Molybdenum disulfide based nanohybrids: insights into their role in electrochemical cancer biomarker detection
摘要
Cancer remains a leading cause of global mortality, where early detection and continuous monitoring are critical for improving therapeutic outcomes. However, conventional diagnostic techniques suffer from high cost, long assay times, invasiveness, and limited sensitivity at early disease stages. In this context, electrochemical biosensors have emerged as promising alternatives due to their rapid response, cost effectiveness, low sample volume requirements, high sensitivity, and compatibility with point-of-care testing.

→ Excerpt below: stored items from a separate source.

//! Client library event intake.
//!
//! The chat client runs elsewhere and forwards its error events over a
//! channel. [`read_client_events`] turns newline-delimited JSON (one
//! [`ClientEvent`] per line, e.g. piped on stdin) into channel messages;
//! [`run_client_events`] drains the channel into the failure handler.
//!
//! ```text
//! {"event":"error","name":"DiscordAPIError","message":"Missing Access","status":403}
//! {"event":"shard_error","shard_id":2,"failure":{"code":"ECONNRESET"}}
//! ```

use std::sync::Arc;

use serde::{Deserialize, Serialize};
use tokio::io::{AsyncBufRead, AsyncBufReadExt};
use tokio::sync::mpsc;
use tracing::{debug, info, warn};

use crate::failure::RawFailure;
use crate::handler::FailureHandler;

/// Error events emitted by the chat client.
#[derive(Debug, Clone, PartialEq, Serialize, Deserialize)]
#[serde(tag = "event", rename_all = "snake_case")]
pub enum ClientEvent {
    /// The client reported an error.
    Error(RawFailure),
    /// A shard reported an error.
    ShardError {
        /// The failure.
        failure: RawFailure,
        /// Shard that reported it.
        shard_id: u32,
    },
}

/// Parse one intake line. Blank lines yield `Ok(None)`.
///
/// # Errors
///
/// Returns an error if the line is not a valid [`ClientEvent`].
pub fn parse_event_line(line: &str) -> Result<Option<ClientEvent>, serde_json::Error> {
    let trimmed = line.trim();
    if trimmed.is_empty() {
        return Ok(None);
    }
    serde_json::from_str(trimmed).map(Some)
}

/// Forward newline-delimited JSON events from `reader` into `events`.
///
/// Malformed lines are logged and skipped. Stops at end of input or when
/// the receiving side has gone away. Returns the number of events forwarded.
///
/// # Errors
///
/// Returns an error if reading from `reader` fails.
pub async fn read_client_events<R>(
    reader: R,
    events: mpsc::Sender<ClientEvent>,
) -> std::io::Result<u64>
where
    R: AsyncBufRead + Unpin,
{
    let mut lines = reader.lines();
    let mut forwarded: u64 = 0;

    while let Some(line) = lines.next_line().await? {
        let event = match parse_event_line(&line) {
            Ok(Some(event)) => event,
            Ok(None) => continue,
            Err(e) => {
                warn!(error = %e, "skipping malformed client event");
                continue;
            }
        };
        if events.send(event).await.is_err() {
            debug!("client event receiver closed, stopping intake");
            break;
        }
        forwarded = forwarded.saturating_add(1);
    }

    debug!(forwarded, "client event input closed");
    Ok(forwarded)
}

/// Handle client events until every sender is dropped.
///
/// Returns the number of events handled.
pub async fn run_client_events(
    handler: Arc<FailureHandler>,
    mut events: mpsc::Receiver<ClientEvent>,
) -> u64 {
    info!("client event intake started");
    let mut handled: u64 = 0;

    while let Some(event) = events.recv().await {
        match event {
            ClientEvent::Error(failure) => {
                handler.on_client_error(&failure).await;
            }
            ClientEvent::ShardError { failure, shard_id } => {
                handler.on_shard_error(&failure, shard_id).await;
            }
        }
        handled = handled.saturating_add(1);
    }

    debug!(handled, "client event channel closed");
    handled
}
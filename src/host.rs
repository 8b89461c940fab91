//! Host system snapshot attached to every report.

use std::fmt;

use serde::{Deserialize, Serialize};
use sysinfo::System;

/// Point-in-time host information.
#[derive(Debug, Clone, Default, PartialEq, Serialize, Deserialize)]
pub struct HostSnapshot {
    /// Operating system family (e.g. `linux`).
    pub platform: String,
    /// Operating system release, when the platform reports one.
    pub release: Option<String>,
    /// CPU architecture (e.g. `x86_64`).
    pub arch: String,
    /// System uptime in seconds.
    pub uptime_secs: u64,
    /// Available memory in bytes.
    pub free_memory_bytes: u64,
    /// Total memory in bytes.
    pub total_memory_bytes: u64,
    /// Distinct CPU model names.
    pub cpu_models: Vec<String>,
}

impl HostSnapshot {
    /// Capture the current host state.
    pub fn capture() -> Self {
        let mut system = System::new();
        system.refresh_memory();
        system.refresh_cpu_all();

        let mut cpu_models: Vec<String> = Vec::new();
        for cpu in system.cpus() {
            let brand = cpu.brand().trim();
            if !brand.is_empty() && !cpu_models.iter().any(|m| m == brand) {
                cpu_models.push(brand.to_owned());
            }
        }

        Self {
            platform: std::env::consts::OS.to_owned(),
            release: System::os_version(),
            arch: std::env::consts::ARCH.to_owned(),
            uptime_secs: System::uptime(),
            free_memory_bytes: system.available_memory(),
            total_memory_bytes: system.total_memory(),
            cpu_models,
        }
    }
}

impl fmt::Display for HostSnapshot {
    fn fmt(&self, f: &mut fmt::Formatter<'_>) -> fmt::Result {
        let release = self.release.as_deref().unwrap_or("unknown");
        let cpus = if self.cpu_models.is_empty() {
            "unknown".to_owned()
        } else {
            self.cpu_models.join(", ")
        };
        writeln!(f, "Platform: {} {release}", self.platform)?;
        writeln!(f, "Architecture: {}", self.arch)?;
        writeln!(f, "Uptime: {}", format_uptime(self.uptime_secs))?;
        writeln!(f, "Free memory: {:.2} MB", bytes_to_mb(self.free_memory_bytes))?;
        writeln!(
            f,
            "Total memory: {:.2} MB",
            bytes_to_mb(self.total_memory_bytes)
        )?;
        write!(f, "CPU: {cpus}")
    }
}

/// Format uptime seconds as `"Nd Nh Nm Ns"`.
pub fn format_uptime(secs: u64) -> String {
    let days = secs / 86_400;
    let hours = (secs % 86_400) / 3_600;
    let minutes = (secs % 3_600) / 60;
    let seconds = secs % 60;
    format!("{days}d {hours}h {minutes}m {seconds}s")
}

#[allow(clippy::cast_precision_loss)]
fn bytes_to_mb(bytes: u64) -> f64 {
    bytes as f64 / (1024.0 * 1024.0)
}
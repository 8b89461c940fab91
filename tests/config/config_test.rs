//! Tests for configuration parsing, validation, and loading.

use std::path::PathBuf;

use crashwatch::config::{load_config, parse_config, CrashwatchConfig};

// ---------------------------------------------------------------------------
// Parsing
// ---------------------------------------------------------------------------

#[test]
fn empty_config_uses_defaults() {
    let config = parse_config("").expect("empty config should be valid");

    assert_eq!(config.identity.name, "crashwatch");
    assert!(config.identity.avatar_url.is_none());
    assert_eq!(config.notifier.username, "Crashwatch");
    assert_eq!(config.notifier.timeout_secs, 10);
    assert_eq!(config.notifier.webhook_url_env, "CRASHWATCH_WEBHOOK_URL");
    assert_eq!(config.log.path, PathBuf::from("bot_errors.log"));
    assert!(config.restart.enabled);
    assert_eq!(config.restart.delay_secs, 5);
    assert_eq!(config.restart.exit_code, 1);
    assert!(config.logging.dir.is_none());
    assert_eq!(config.logging.level, "info");
    assert!(config.intake.stdin);
    assert_eq!(config.intake.channel_buffer, 64);
}

#[test]
fn full_config_parses() {
    let toml = r#"
[identity]
name = "modbot#4242"
avatar_url = "https://cdn.example.com/modbot.png"

[notifier]
webhook_url = "https://chat.example.com/api/webhooks/1/abc"
webhook_url_env = "CRASHWATCH_TEST_UNUSED_WEBHOOK"
username = "Modbot Alerts"
timeout_secs = 15

[log]
path = "/var/log/modbot/errors.log"

[restart]
enabled = false
delay_secs = 30
exit_code = 75

[intake]
stdin = false
channel_buffer = 16

[logging]
dir = "/var/log/modbot/trace"
level = "debug"
"#;
    let config = parse_config(toml).expect("full config should parse");

    assert_eq!(config.identity.name, "modbot#4242");
    assert_eq!(
        config.notifier.webhook_url.as_deref(),
        Some("https://chat.example.com/api/webhooks/1/abc")
    );
    assert_eq!(config.notifier.username, "Modbot Alerts");
    assert_eq!(config.notifier.timeout_secs, 15);
    assert_eq!(config.log.path, PathBuf::from("/var/log/modbot/errors.log"));
    assert!(!config.restart.enabled);
    assert_eq!(config.restart.delay_secs, 30);
    assert_eq!(config.restart.exit_code, 75);
    assert!(!config.intake.stdin);
    assert_eq!(config.intake.channel_buffer, 16);
    assert_eq!(config.logging.level, "debug");
    assert_eq!(
        config.logs_dir().expect("logs dir"),
        PathBuf::from("/var/log/modbot/trace")
    );
}

#[test]
fn partial_section_keeps_other_defaults() {
    let config = parse_config("[restart]\ndelay_secs = 12\n").expect("partial config");
    assert_eq!(config.restart.delay_secs, 12);
    assert!(config.restart.enabled);
    assert_eq!(config.restart.exit_code, 1);
}

#[test]
fn malformed_toml_is_rejected() {
    assert!(parse_config("[restart\ndelay_secs = ").is_err());
    assert!(parse_config("[restart]\ndelay_secs = \"soon\"\n").is_err());
}

// ---------------------------------------------------------------------------
// Validation
// ---------------------------------------------------------------------------

fn rejects(toml: &str, needle: &str) {
    let err = parse_config(toml).expect_err("config should be rejected");
    let text = format!("{err:#}");
    assert!(text.contains(needle), "unexpected error: {text}");
}

#[test]
fn invalid_webhook_url_is_rejected() {
    rejects(
        "[notifier]\nwebhook_url = \"not a url\"\n",
        "notifier.webhook_url",
    );
}

#[test]
fn non_http_webhook_is_rejected() {
    rejects(
        "[notifier]\nwebhook_url = \"ftp://example.com/hook\"\n",
        "http or https",
    );
}

#[test]
fn zero_exit_code_is_rejected() {
    rejects("[restart]\nexit_code = 0\n", "restart.exit_code");
}

#[test]
fn timeout_bounds_are_enforced() {
    rejects("[notifier]\ntimeout_secs = 0\n", "notifier.timeout_secs");
    rejects("[notifier]\ntimeout_secs = 121\n", "notifier.timeout_secs");
}

#[test]
fn long_restart_delay_is_rejected() {
    rejects("[restart]\ndelay_secs = 301\n", "restart.delay_secs");
}

#[test]
fn zero_channel_buffer_is_rejected() {
    rejects("[intake]\nchannel_buffer = 0\n", "intake.channel_buffer");
}

#[test]
fn unknown_log_level_is_rejected() {
    rejects("[logging]\nlevel = \"loud\"\n", "logging.level");
}

#[test]
fn blank_username_is_rejected() {
    rejects("[notifier]\nusername = \"  \"\n", "notifier.username");
}

#[test]
fn default_struct_is_valid() {
    CrashwatchConfig::default()
        .validate()
        .expect("defaults should validate");
}

// ---------------------------------------------------------------------------
// Environment override
// ---------------------------------------------------------------------------

#[test]
fn env_variable_overrides_webhook_url() {
    let var = "CRASHWATCH_TEST_WEBHOOK_OVERRIDE";
    std::env::set_var(var, "https://override.example.com/hook");

    let toml = format!(
        "[notifier]\nwebhook_url = \"https://file.example.com/hook\"\nwebhook_url_env = \"{var}\"\n"
    );
    let config = parse_config(&toml).expect("config with override");
    std::env::remove_var(var);

    assert_eq!(
        config.notifier.webhook_url.as_deref(),
        Some("https://override.example.com/hook")
    );
}

#[test]
fn unset_env_variable_keeps_file_value() {
    let toml = "[notifier]\nwebhook_url = \"https://file.example.com/hook\"\nwebhook_url_env = \"CRASHWATCH_TEST_NEVER_SET\"\n";
    let config = parse_config(toml).expect("config");
    assert_eq!(
        config.notifier.webhook_url.as_deref(),
        Some("https://file.example.com/hook")
    );
}

// ---------------------------------------------------------------------------
// Loading
// ---------------------------------------------------------------------------

#[test]
fn missing_file_yields_defaults() {
    let dir = tempfile::tempdir().expect("tempdir");
    let config = load_config(&dir.path().join("absent.toml")).expect("defaults");
    assert_eq!(config.identity.name, "crashwatch");
}

#[test]
fn file_is_loaded() {
    let dir = tempfile::tempdir().expect("tempdir");
    let path = dir.path().join("crashwatch.toml");
    std::fs::write(&path, "[identity]\nname = \"filebot\"\n").expect("write config");

    let config = load_config(&path).expect("load");
    assert_eq!(config.identity.name, "filebot");
}

#[test]
fn invalid_file_names_the_path() {
    let dir = tempfile::tempdir().expect("tempdir");
    let path = dir.path().join("crashwatch.toml");
    std::fs::write(&path, "[restart]\nexit_code = 0\n").expect("write config");

    let err = load_config(&path).expect_err("invalid config");
    assert!(format!("{err:#}").contains("crashwatch.toml"));
}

Recent advances highlight the pivotal role of electrode materials in translating biomolecular recognition into reliable electrical signals, particularly for detecting cancer-associated biomarkers near clinically relevant threshold levels. Among emerging semiconducting materials, molybdenum disulfide (MoS2) has attracted significant attention owing to its layered two-dimensional structure, tunable bandgap, abundant electroactive edge sites, and versatile surface chemistry. This review critically examines recent progress in MoS2 nanohybrid based electrochemical biosensors for cancer detection, focusing on material design strategies, fabrication approaches, and biomarker-specific sensing architectures. Emphasis is placed on MoS2 hybrid systems incorporating carbon nanostructures, metal nanomaterials, metal oxides, polymers, MOFs, and other nanostructures, as well as their roles in enhancing signal transduction and real-time applicability in clinical samples. Finally, current challenges are outlined towards developing clinically translatable electrochemical sensing systems for early cancer detection and disease diagnosis. Furthermore, this review highlights the potential of integrating semiconductor-based electrochemical sensors with threshold-based diagnostic strategies as a promising future direction for point-of-care cancer detection.